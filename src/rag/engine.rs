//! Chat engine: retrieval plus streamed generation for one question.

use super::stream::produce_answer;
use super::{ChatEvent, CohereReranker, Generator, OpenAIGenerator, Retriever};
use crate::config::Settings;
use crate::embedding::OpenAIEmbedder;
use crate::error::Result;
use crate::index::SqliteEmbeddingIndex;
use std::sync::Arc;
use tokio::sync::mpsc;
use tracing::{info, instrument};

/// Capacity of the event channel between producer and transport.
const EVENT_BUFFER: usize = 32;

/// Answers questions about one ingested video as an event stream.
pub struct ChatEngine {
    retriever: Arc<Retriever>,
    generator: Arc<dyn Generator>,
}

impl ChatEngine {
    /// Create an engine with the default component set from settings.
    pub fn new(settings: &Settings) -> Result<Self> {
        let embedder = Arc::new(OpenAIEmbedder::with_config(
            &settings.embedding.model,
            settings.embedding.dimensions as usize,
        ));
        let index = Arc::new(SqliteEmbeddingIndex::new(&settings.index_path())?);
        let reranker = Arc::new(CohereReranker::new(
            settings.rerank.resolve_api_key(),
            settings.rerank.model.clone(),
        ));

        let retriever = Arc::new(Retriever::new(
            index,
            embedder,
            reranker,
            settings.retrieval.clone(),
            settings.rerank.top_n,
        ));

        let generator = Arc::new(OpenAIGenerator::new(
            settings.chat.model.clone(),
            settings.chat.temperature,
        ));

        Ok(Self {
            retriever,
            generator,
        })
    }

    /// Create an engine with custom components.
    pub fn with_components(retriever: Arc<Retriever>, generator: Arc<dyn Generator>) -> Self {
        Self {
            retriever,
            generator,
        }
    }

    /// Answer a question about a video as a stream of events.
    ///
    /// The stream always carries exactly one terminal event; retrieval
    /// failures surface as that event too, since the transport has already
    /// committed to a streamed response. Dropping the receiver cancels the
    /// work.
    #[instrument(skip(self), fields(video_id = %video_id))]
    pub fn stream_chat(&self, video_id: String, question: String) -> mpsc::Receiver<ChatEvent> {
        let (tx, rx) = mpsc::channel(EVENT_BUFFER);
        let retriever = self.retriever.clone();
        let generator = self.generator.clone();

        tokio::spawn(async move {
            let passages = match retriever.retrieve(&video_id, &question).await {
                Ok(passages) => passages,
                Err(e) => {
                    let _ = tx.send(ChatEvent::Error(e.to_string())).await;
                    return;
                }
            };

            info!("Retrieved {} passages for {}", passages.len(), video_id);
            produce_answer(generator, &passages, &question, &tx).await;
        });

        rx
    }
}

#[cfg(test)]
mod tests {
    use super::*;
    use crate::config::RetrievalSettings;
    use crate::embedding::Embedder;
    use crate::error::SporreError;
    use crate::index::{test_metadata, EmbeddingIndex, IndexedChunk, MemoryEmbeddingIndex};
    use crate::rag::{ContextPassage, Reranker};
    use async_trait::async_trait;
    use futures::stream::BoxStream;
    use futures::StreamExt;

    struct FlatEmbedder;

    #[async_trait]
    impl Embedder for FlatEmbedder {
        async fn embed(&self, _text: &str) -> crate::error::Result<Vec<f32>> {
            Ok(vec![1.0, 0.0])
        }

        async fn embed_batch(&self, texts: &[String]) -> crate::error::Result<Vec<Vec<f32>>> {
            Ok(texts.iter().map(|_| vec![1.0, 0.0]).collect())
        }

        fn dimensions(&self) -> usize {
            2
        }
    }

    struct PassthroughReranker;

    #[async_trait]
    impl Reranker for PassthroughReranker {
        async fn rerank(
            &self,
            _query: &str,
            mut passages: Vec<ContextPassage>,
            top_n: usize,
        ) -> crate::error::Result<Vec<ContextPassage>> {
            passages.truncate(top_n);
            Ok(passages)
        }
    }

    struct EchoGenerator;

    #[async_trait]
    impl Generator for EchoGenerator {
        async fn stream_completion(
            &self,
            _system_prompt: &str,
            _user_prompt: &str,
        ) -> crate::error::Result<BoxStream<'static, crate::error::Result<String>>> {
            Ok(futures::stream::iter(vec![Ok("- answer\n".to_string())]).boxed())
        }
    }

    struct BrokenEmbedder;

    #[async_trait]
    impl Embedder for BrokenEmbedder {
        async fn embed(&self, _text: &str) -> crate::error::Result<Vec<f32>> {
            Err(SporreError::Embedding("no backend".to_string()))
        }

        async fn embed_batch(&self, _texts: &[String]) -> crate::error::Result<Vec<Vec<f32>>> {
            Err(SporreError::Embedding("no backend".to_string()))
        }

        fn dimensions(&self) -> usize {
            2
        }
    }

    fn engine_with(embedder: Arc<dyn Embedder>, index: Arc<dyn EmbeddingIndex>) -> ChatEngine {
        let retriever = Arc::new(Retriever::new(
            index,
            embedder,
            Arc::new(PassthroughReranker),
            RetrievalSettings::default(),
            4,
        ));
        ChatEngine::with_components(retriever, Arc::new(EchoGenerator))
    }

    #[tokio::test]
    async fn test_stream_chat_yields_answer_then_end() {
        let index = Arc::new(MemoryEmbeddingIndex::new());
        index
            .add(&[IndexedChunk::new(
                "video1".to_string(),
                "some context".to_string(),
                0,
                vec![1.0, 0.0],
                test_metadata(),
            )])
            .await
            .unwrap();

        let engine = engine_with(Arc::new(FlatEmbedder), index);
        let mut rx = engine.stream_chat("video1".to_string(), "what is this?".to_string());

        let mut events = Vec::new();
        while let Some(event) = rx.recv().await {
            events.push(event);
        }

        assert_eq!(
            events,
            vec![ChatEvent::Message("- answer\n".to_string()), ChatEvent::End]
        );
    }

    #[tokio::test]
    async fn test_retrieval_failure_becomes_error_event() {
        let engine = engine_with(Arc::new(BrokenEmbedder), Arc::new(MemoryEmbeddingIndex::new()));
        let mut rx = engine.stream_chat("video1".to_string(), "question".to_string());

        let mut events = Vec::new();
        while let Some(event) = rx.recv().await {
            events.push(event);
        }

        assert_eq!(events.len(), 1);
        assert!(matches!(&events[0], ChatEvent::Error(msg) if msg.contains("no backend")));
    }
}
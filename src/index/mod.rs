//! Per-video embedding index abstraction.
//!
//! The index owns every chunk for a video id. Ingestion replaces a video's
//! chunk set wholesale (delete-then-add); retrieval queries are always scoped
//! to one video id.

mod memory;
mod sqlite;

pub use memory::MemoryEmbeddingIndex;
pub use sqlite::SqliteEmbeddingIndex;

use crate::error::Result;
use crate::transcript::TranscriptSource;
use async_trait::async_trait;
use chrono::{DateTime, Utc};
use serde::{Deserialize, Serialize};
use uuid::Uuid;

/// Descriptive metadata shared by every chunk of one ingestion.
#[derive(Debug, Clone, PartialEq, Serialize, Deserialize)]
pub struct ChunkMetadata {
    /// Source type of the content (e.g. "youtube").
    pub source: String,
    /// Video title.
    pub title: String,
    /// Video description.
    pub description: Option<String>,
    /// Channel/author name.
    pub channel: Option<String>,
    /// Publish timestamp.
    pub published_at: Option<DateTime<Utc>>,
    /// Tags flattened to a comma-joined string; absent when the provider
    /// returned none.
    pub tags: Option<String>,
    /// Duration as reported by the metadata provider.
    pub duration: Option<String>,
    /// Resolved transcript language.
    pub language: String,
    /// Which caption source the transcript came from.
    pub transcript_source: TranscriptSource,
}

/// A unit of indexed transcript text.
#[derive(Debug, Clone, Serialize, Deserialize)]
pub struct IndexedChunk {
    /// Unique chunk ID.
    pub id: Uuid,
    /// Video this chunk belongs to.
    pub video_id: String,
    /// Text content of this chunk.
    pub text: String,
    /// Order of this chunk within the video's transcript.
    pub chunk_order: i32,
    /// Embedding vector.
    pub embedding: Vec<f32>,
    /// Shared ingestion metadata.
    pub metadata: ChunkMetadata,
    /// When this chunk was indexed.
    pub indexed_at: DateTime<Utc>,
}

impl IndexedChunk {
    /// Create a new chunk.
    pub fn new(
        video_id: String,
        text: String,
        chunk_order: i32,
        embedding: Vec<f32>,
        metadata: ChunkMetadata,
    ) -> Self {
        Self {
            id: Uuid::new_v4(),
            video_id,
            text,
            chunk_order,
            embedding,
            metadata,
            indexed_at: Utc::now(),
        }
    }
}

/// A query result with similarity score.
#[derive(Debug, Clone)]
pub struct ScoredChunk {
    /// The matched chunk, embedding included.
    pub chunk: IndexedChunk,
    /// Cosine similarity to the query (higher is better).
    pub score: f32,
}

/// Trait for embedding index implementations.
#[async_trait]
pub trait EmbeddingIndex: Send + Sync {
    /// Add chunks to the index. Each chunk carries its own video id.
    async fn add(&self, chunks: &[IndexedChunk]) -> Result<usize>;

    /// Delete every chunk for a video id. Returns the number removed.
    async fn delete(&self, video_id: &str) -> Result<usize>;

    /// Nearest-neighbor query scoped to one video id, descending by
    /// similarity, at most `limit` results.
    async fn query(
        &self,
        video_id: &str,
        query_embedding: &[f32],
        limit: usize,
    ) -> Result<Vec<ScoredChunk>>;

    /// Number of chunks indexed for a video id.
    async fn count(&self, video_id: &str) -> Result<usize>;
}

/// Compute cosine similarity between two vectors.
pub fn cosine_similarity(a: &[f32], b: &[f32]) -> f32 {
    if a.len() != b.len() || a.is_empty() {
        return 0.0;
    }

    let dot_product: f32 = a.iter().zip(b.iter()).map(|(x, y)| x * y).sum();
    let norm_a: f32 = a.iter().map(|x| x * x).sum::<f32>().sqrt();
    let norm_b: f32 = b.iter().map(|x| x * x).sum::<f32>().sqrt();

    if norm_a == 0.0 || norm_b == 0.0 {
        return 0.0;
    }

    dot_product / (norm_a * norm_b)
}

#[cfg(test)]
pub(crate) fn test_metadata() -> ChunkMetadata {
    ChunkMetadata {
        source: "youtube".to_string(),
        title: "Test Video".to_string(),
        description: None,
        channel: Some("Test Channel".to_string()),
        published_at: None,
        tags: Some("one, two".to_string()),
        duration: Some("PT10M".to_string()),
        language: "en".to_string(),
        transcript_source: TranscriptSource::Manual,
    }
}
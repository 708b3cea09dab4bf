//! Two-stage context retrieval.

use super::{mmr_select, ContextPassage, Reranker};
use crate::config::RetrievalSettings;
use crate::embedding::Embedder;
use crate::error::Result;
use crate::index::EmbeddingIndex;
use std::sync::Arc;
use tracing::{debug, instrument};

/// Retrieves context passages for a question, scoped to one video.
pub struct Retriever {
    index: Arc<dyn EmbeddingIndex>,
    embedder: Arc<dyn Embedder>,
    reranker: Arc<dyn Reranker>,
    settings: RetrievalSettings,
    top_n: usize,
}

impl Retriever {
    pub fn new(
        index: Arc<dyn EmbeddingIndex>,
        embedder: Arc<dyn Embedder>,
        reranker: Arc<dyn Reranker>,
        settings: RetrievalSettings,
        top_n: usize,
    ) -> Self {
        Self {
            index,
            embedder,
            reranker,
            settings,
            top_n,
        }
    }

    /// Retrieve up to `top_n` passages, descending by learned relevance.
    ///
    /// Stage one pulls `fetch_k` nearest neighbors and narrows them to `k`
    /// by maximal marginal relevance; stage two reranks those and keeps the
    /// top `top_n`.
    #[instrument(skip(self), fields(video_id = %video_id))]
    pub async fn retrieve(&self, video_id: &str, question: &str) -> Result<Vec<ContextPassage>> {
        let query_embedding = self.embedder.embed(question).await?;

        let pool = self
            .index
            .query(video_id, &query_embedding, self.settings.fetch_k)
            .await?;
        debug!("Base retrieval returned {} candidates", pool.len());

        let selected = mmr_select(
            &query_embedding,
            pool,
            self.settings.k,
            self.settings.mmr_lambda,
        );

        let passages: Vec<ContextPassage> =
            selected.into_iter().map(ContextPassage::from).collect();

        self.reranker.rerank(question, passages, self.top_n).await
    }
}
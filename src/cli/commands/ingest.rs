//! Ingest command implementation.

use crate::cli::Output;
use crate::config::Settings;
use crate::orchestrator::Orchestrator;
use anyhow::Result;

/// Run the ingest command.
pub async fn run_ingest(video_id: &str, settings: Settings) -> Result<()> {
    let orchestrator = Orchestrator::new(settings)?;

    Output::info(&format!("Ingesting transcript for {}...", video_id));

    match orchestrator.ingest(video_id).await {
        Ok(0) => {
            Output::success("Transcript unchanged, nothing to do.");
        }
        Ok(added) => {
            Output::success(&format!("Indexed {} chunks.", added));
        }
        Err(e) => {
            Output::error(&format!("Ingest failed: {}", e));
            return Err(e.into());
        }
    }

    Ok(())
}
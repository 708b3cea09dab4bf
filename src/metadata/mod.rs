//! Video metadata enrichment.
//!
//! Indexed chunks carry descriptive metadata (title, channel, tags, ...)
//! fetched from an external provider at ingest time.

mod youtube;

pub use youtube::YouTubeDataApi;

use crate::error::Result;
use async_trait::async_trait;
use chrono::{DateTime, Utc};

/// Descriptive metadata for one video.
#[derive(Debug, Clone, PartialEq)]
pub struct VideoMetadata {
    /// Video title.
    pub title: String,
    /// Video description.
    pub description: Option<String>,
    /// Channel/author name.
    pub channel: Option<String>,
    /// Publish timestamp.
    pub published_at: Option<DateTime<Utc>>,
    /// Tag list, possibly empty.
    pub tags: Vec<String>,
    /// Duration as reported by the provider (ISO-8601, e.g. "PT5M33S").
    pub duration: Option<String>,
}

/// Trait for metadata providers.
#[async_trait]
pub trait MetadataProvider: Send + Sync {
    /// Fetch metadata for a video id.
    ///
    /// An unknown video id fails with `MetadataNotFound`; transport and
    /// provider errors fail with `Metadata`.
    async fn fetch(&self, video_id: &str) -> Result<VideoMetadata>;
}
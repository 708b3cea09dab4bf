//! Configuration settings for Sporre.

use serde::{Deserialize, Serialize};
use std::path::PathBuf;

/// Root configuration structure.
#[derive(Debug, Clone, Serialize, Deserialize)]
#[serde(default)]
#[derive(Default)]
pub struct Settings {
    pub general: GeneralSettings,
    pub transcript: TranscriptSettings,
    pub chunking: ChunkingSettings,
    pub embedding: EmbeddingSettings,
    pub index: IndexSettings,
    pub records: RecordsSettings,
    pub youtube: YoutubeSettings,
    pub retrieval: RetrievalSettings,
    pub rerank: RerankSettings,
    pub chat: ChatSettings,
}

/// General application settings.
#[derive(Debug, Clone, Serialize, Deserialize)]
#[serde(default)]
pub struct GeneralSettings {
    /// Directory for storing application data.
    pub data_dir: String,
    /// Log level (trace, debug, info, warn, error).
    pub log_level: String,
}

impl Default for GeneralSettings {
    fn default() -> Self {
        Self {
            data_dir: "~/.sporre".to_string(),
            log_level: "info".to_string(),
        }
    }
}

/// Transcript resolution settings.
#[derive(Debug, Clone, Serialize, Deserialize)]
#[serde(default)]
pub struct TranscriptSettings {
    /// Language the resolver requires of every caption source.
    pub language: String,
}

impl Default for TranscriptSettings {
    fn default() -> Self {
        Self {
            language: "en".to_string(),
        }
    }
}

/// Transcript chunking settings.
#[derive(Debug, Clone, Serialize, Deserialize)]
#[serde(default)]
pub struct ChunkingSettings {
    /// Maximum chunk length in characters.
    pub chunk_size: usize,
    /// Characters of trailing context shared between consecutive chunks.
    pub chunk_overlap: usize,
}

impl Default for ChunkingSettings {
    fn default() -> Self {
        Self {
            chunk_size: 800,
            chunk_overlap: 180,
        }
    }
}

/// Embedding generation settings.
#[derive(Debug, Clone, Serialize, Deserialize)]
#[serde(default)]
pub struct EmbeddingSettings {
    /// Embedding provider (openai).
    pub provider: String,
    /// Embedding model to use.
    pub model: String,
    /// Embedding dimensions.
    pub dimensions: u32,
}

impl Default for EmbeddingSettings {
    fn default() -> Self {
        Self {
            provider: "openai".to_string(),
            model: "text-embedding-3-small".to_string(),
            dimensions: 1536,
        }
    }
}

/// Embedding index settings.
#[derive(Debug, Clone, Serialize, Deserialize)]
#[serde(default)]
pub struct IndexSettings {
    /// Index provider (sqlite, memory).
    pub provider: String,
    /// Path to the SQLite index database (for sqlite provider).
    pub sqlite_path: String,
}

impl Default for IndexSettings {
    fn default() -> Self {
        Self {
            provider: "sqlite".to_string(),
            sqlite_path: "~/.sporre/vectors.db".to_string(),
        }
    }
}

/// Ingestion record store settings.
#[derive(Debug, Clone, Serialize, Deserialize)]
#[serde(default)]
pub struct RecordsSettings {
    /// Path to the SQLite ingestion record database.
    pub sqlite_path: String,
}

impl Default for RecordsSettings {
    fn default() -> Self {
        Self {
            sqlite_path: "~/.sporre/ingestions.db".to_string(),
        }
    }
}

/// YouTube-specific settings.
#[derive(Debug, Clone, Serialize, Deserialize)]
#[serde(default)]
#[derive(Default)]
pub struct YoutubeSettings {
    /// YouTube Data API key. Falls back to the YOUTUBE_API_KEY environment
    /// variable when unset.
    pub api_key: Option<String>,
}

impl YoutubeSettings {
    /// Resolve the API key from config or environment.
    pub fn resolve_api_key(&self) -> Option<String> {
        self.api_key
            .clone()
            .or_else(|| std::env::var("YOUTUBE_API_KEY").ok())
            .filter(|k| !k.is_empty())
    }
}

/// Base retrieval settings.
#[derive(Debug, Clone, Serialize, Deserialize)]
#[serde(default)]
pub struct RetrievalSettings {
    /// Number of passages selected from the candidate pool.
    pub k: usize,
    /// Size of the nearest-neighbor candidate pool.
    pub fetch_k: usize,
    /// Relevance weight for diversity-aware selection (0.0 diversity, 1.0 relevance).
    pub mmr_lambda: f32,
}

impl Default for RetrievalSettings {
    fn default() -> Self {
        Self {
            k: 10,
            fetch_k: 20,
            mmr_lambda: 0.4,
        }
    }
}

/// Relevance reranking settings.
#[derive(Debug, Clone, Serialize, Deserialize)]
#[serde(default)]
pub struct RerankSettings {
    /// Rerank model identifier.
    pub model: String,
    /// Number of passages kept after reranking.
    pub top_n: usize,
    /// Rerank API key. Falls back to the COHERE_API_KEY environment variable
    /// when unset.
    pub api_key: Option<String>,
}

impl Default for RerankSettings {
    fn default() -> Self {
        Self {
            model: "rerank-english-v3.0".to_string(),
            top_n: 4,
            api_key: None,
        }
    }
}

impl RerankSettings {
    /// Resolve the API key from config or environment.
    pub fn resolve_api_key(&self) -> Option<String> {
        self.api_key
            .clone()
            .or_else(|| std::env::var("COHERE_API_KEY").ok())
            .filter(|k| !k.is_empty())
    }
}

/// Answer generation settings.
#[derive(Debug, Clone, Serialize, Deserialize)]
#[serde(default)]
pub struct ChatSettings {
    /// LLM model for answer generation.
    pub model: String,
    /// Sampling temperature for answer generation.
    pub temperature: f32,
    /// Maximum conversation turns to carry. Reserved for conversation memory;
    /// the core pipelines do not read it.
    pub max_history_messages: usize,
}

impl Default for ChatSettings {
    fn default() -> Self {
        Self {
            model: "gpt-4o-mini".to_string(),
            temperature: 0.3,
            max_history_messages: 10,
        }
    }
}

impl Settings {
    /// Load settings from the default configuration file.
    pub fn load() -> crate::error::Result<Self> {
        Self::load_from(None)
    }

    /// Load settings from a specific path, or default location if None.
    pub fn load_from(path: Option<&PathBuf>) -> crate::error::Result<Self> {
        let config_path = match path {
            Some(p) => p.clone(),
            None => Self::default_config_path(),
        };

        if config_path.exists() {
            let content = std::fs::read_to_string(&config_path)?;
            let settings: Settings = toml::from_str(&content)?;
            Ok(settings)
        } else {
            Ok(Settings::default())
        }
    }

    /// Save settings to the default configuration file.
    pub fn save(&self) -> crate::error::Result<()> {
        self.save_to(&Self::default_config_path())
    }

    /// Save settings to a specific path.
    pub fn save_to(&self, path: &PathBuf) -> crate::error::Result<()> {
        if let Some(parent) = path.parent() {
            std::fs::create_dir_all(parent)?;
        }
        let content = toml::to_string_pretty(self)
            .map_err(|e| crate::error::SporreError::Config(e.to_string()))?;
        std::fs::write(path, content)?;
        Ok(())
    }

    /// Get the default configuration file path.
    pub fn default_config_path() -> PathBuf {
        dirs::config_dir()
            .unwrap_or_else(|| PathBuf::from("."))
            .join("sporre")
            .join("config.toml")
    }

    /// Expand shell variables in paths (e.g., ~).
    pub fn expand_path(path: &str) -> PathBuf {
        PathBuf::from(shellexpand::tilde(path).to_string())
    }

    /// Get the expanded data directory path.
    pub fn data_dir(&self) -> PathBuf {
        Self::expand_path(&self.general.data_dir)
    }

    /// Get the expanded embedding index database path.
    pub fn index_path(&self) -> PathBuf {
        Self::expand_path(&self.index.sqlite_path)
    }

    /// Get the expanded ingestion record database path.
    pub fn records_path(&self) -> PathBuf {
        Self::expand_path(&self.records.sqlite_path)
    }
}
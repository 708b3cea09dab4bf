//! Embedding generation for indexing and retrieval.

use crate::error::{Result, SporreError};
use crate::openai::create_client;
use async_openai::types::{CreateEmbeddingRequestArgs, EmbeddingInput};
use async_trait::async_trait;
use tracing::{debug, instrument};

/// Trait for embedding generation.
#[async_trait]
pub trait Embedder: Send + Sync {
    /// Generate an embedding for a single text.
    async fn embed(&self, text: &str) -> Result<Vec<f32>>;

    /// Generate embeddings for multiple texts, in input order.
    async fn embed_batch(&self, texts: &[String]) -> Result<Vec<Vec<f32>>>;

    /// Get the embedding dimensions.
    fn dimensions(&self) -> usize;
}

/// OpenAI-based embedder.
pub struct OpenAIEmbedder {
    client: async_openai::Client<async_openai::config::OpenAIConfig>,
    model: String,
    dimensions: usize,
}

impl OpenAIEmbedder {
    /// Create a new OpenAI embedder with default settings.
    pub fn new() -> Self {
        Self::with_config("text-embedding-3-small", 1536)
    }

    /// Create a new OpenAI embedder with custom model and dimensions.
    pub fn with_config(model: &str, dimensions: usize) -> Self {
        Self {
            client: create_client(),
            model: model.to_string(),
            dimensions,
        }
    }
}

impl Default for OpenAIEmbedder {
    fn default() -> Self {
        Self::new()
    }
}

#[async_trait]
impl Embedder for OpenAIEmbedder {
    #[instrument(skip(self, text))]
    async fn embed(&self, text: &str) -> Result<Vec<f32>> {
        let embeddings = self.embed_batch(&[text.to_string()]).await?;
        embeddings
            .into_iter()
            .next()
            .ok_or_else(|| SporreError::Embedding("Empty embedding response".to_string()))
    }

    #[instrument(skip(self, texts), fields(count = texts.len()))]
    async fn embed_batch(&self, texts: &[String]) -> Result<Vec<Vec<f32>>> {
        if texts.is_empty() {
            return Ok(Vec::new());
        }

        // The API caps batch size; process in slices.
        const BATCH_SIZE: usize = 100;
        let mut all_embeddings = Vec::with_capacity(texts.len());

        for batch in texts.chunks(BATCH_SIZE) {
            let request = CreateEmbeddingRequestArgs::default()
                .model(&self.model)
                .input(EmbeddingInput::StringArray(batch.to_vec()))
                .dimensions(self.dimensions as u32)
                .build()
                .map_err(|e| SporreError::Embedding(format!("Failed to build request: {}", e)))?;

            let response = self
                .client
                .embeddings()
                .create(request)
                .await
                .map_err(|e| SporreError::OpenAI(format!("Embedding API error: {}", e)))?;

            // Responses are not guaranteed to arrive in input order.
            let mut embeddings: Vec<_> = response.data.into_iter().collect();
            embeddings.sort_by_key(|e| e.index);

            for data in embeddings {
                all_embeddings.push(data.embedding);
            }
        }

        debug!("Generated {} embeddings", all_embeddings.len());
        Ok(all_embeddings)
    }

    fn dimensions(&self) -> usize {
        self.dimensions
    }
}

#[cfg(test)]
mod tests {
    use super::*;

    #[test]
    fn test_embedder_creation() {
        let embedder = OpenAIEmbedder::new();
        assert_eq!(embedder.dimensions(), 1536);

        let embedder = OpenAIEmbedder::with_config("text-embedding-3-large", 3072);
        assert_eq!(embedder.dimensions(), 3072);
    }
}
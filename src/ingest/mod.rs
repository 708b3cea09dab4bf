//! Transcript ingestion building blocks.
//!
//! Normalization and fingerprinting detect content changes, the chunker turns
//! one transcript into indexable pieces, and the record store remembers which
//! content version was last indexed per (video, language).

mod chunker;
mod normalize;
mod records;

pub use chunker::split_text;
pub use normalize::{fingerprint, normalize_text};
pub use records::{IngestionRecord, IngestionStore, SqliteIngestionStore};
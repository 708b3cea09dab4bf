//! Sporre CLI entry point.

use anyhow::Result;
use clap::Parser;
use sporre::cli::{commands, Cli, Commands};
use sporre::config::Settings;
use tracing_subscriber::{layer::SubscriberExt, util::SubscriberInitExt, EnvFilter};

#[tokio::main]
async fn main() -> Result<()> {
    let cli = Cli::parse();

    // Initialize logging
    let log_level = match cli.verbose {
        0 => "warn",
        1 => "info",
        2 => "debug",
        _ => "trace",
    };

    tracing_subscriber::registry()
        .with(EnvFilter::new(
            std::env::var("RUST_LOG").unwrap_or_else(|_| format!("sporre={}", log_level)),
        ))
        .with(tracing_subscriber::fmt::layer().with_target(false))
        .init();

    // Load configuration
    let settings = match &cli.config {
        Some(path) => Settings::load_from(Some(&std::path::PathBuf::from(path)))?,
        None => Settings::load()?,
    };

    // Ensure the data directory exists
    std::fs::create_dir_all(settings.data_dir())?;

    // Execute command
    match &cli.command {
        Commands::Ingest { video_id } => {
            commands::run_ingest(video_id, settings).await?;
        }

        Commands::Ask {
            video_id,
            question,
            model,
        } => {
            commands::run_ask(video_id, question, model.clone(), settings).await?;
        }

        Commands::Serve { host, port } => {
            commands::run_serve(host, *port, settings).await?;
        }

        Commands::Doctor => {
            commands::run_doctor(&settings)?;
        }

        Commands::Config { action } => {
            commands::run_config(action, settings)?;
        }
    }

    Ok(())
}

PROBLEM TO WORK ON
Note which lines carry the word "between" in the material, then copy each of them.

WORKED SOLUTION
/// Capacity of the event channel between producer and transport.
/// Compute cosine similarity between two vectors.
    /// Characters of trailing context shared between consecutive chunks.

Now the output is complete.